Um telefone que ninguém atende

Logo de manhã quando caminho ao trabalho passo por um semáforo que tanto tem de automóveis quanto de entregadores de jornais. São ao menos três jornais diferentes distribuídos gratuitamente aos motoristas que aguardam o sinal ficar verde – e ainda bem que são gratuitos, pois não imagino que haveria disposição suficiente para comprá-los. Da minha parte, espero que o semáforo abra e os entregadores venham para a calçada, quando então trato de pegar logo os três jornais do dia. Chegando ao trabalho, sento diante do computador e, enquanto ele carrega, folheio todos eles. Em geral não leio mais do que as manchetes, no máximo os leads, raramente a notícia inteira. Dali a pouco já estão todos na minha cesta de lixo. De toda forma, ainda posso dizer que eu, jornalista, também leio jornal.

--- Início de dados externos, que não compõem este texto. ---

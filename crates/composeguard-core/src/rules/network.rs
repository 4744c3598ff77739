use crate::parser::manifest::{Manifest, ServiceSpec};
use crate::report::{Finding, Severity};
use crate::rules::RuleTables;
use crate::topology::{Topology, TopologyGraph};
use serde::{Deserialize, Serialize};

const ISOLATION_PENALTY: u32 = 15;
const EXPOSURE_PENALTY: u32 = 20;
const COMBINED_PENALTY: u32 = 10;

/// Findings from one network check with its standalone score.
#[derive(Debug, Clone, PartialEq, Serialize, Deserialize)]
pub struct CheckResult {
    pub findings: Vec<Finding>,
    pub score: u8,
}

impl CheckResult {
    fn new(findings: Vec<Finding>, penalty: u32) -> Self {
        let score = flat_score(findings.len(), penalty);
        Self { findings, score }
    }
}

/// Complete network analysis of a manifest.
#[derive(Debug, Clone, PartialEq, Serialize, Deserialize)]
pub struct NetworkAnalysis {
    pub findings: Vec<Finding>,
    pub topology: Topology,
    pub score: u8,
}

impl NetworkAnalysis {
    /// Keep only matching findings and rescore.
    pub fn retain<F: FnMut(&Finding) -> bool>(&mut self, keep: F) {
        self.findings.retain(keep);
        self.score = flat_score(self.findings.len(), COMBINED_PENALTY);
    }
}

/// A parsed `ports` entry.
#[derive(Debug, Clone, PartialEq, Eq)]
pub struct PortBinding {
    pub host_ip: Option<String>,
    pub host_port: Option<String>,
    pub container_port: String,
    pub protocol: Option<String>,
}

impl PortBinding {
    /// Parse `[ip:][host:]container[/proto]`, including bracketed IPv6.
    pub fn parse(spec: &str) -> Self {
        let spec = spec.trim();
        let (addr, protocol) = match spec.rsplit_once('/') {
            Some((addr, proto)) => (addr, Some(proto.to_string())),
            None => (spec, None),
        };

        let mut parts = addr.rsplitn(3, ':');
        let container_port = parts.next().unwrap_or_default().to_string();
        let host_port = parts.next().map(String::from);
        let host_ip = parts.next().map(|ip| ip.trim_matches(&['[', ']'][..]).to_string());

        Self {
            host_ip,
            host_port: host_port.filter(|p| !p.is_empty()),
            container_port,
            protocol,
        }
    }

    /// Whether `port` falls in the container port or port range.
    pub fn container_covers(&self, port: u16) -> bool {
        port_in_range(&self.container_port, port)
    }

    pub fn host_covers(&self, port: u16) -> bool {
        self.host_port.as_deref().is_some_and(|p| port_in_range(p, port))
    }
}

fn port_in_range(range: &str, port: u16) -> bool {
    match range.split_once('-') {
        Some((lo, hi)) => match (lo.trim().parse::<u16>(), hi.trim().parse::<u16>()) {
            (Ok(lo), Ok(hi)) => (lo..=hi).contains(&port),
            _ => false,
        },
        None => range.trim().parse::<u16>() == Ok(port),
    }
}

fn flat_score(count: usize, penalty: u32) -> u8 {
    100u32.saturating_sub(penalty.saturating_mul(count as u32)) as u8
}

/// Network isolation, port exposure and reachability analysis.
pub struct NetworkAnalyzer {
    tables: RuleTables,
}

impl NetworkAnalyzer {
    pub fn new(tables: RuleTables) -> Self {
        Self { tables }
    }

    /// Isolation and exposure findings plus topology. The combined score
    /// charges a flat 10 points per finding.
    pub fn analyze(&self, manifest: &Manifest) -> NetworkAnalysis {
        let mut findings = self.check_isolation(manifest).findings;
        findings.extend(self.detect_exposed_ports(manifest).findings);
        let topology = self.build_topology(manifest).to_view();

        tracing::debug!(
            findings = findings.len(),
            edges = topology.edges.len(),
            "network analyzed"
        );

        NetworkAnalysis {
            score: flat_score(findings.len(), COMBINED_PENALTY),
            findings,
            topology,
        }
    }

    pub fn build_topology(&self, manifest: &Manifest) -> TopologyGraph {
        TopologyGraph::from_manifest(manifest)
    }

    /// Segmentation checks. Standalone score: 15 points per finding.
    pub fn check_isolation(&self, manifest: &Manifest) -> CheckResult {
        let mut findings = Vec::new();
        if manifest.services.is_empty() {
            return CheckResult::new(findings, ISOLATION_PENALTY);
        }

        let uses_custom = manifest
            .services
            .iter()
            .any(|s| s.networks.iter().any(|n| manifest.network(n).is_some()));
        if manifest.networks.is_empty() || !uses_custom {
            let message = if manifest.networks.is_empty() {
                "No custom networks are defined; all services share the default bridge network"
            } else {
                "Custom networks are defined but no service uses them; all services share the default bridge network"
            };
            findings.push(Finding::new(
                "no-default-bridge",
                Severity::Medium,
                message,
                "Define user-defined networks and attach each service only to the networks it needs",
            ));
        }

        for service in manifest.services.iter().filter(|s| self.tables.is_database(s)) {
            let exposed: Vec<String> = service
                .effective_networks()
                .into_iter()
                .filter(|n| !manifest.is_internal(n))
                .collect();
            if !exposed.is_empty() {
                findings.push(
                    Finding::new(
                        "database-internal-only",
                        Severity::High,
                        format!(
                            "Database service '{}' is attached to externally routable network(s): {}",
                            service.name,
                            exposed.join(", ")
                        ),
                        "Attach databases only to networks declared with 'internal: true'",
                    )
                    .for_service(&service.name),
                );
            }
        }

        if let Some((network, members)) = single_shared_network(manifest) {
            if members > 2 && manifest.networks.len() <= 1 {
                findings.push(Finding::new(
                    "recommend-network-segmentation",
                    Severity::Low,
                    format!(
                        "All {} services share the single network '{}'; a compromise of one reaches every other",
                        members, network
                    ),
                    "Split services into tiers (e.g. frontend, backend, data) on separate networks",
                ));
            }
        }

        CheckResult::new(findings, ISOLATION_PENALTY)
    }

    /// Published-port checks. Standalone score: 20 points per finding.
    pub fn detect_exposed_ports(&self, manifest: &Manifest) -> CheckResult {
        let mut findings = Vec::new();

        for service in &manifest.services {
            let is_database = self.tables.is_database(service);
            for spec in &service.ports {
                let binding = PortBinding::parse(spec);

                if is_database {
                    if let Some(port) = self.database_port(&binding) {
                        findings.push(database_port_finding(service, spec, port));
                    }
                }

                if spec.trim().starts_with("0.0.0.0:") {
                    findings.push(
                        Finding::new(
                            "avoid-bind-all-interfaces",
                            Severity::Medium,
                            format!(
                                "Service '{}' binds '{}' on all host interfaces",
                                service.name, spec
                            ),
                            "Bind to a specific interface, e.g. '127.0.0.1:<host>:<container>'",
                        )
                        .for_service(&service.name),
                    );
                }
            }
        }

        CheckResult::new(findings, EXPOSURE_PENALTY)
    }

    fn database_port(&self, binding: &PortBinding) -> Option<u16> {
        self.tables
            .database_ports
            .iter()
            .copied()
            .find(|&p| binding.container_covers(p) || binding.host_covers(p))
    }
}

impl Default for NetworkAnalyzer {
    fn default() -> Self {
        Self::new(RuleTables::default())
    }
}

fn database_port_finding(service: &ServiceSpec, spec: &str, port: u16) -> Finding {
    Finding::new(
        "database-port-exposed",
        Severity::High,
        format!(
            "Database service '{}' publishes port {} to the host ('{}')",
            service.name, port, spec
        ),
        "Remove the 'ports' mapping and reach the database over an internal network ('expose' if needed)",
    )
    .for_service(&service.name)
}

/// The only network services declare membership in, with its member count.
fn single_shared_network(manifest: &Manifest) -> Option<(&str, usize)> {
    let mut used: Vec<(&str, usize)> = Vec::new();
    for service in &manifest.services {
        for network in &service.networks {
            match used.iter_mut().find(|(n, _)| *n == network.as_str()) {
                Some((_, count)) => *count += 1,
                None => used.push((network.as_str(), 1)),
            }
        }
    }
    if used.len() == 1 {
        used.pop()
    } else {
        None
    }
}
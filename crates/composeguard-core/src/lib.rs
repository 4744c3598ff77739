pub mod config;
pub mod engine;
pub mod error;
pub mod parser;
pub mod report;
pub mod rules;
pub mod scanner;
pub mod topology;

pub use config::{generate_default_config, load_config, EngineConfig, Profile, RuleSetting};
pub use engine::Engine;
pub use error::{EngineError, ParseError, PatternError};
pub use parser::compose::ComposeParser;
pub use parser::manifest::{Manifest, NetworkSpec, ServiceSpec};
pub use report::{Finding, Report, Severity};
pub use rules::network::{NetworkAnalysis, NetworkAnalyzer};
pub use scanner::{PatternMatch, SecretScanner};
pub use topology::{Topology, TopologyGraph};

/// Validate manifest text with the default configuration.
pub fn validate(content: &str) -> Result<Report, EngineError> {
    let engine = Engine::with_defaults()?;
    Ok(engine.validate_str(content)?)
}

É claro que há algumas notícias que chamam mais a atenção do que outras. Hoje nenhuma me atraiu mais do que aquela dando a entender que os telefones dos passageiros do avião que sumiu na Malásia continuam tocando – quatro dias depois dele desaparecer sem deixar vestígios. Até o fechamento da edição não havia explicação plausível para isso, pois presumia-se que o avião havia caído no mar ou se desintegrado em pleno voo, e nem mesmo a tecnologia asiática é capaz de garantir que funcionem nessas circunstâncias. Em todo caso, como há sinal, podemos concluir que não havia clientes de operadores brasileiras a bordo. Fala-se em OVNIs, portais para dimensões paralelas, mas nada explica o sumiço. Até o momento estou aceitando o que diz um personagem do Harry Potter, segundo o qual os trouxas, quando se deparam com algo cuja explicação óbvia é magia, preferem criar explicações das mais estapafúrdias, enxergando nelas lógica e razão.

Tudo isso me ocorreu lendo os jornais de hoje. Absolutamente passei por cima das notícias relacionadas à Rússia e à Ucrânia, pois sobre a paz mundial nunca há muito a dizer – é sempre um telefone que toca, toca e ninguém atende.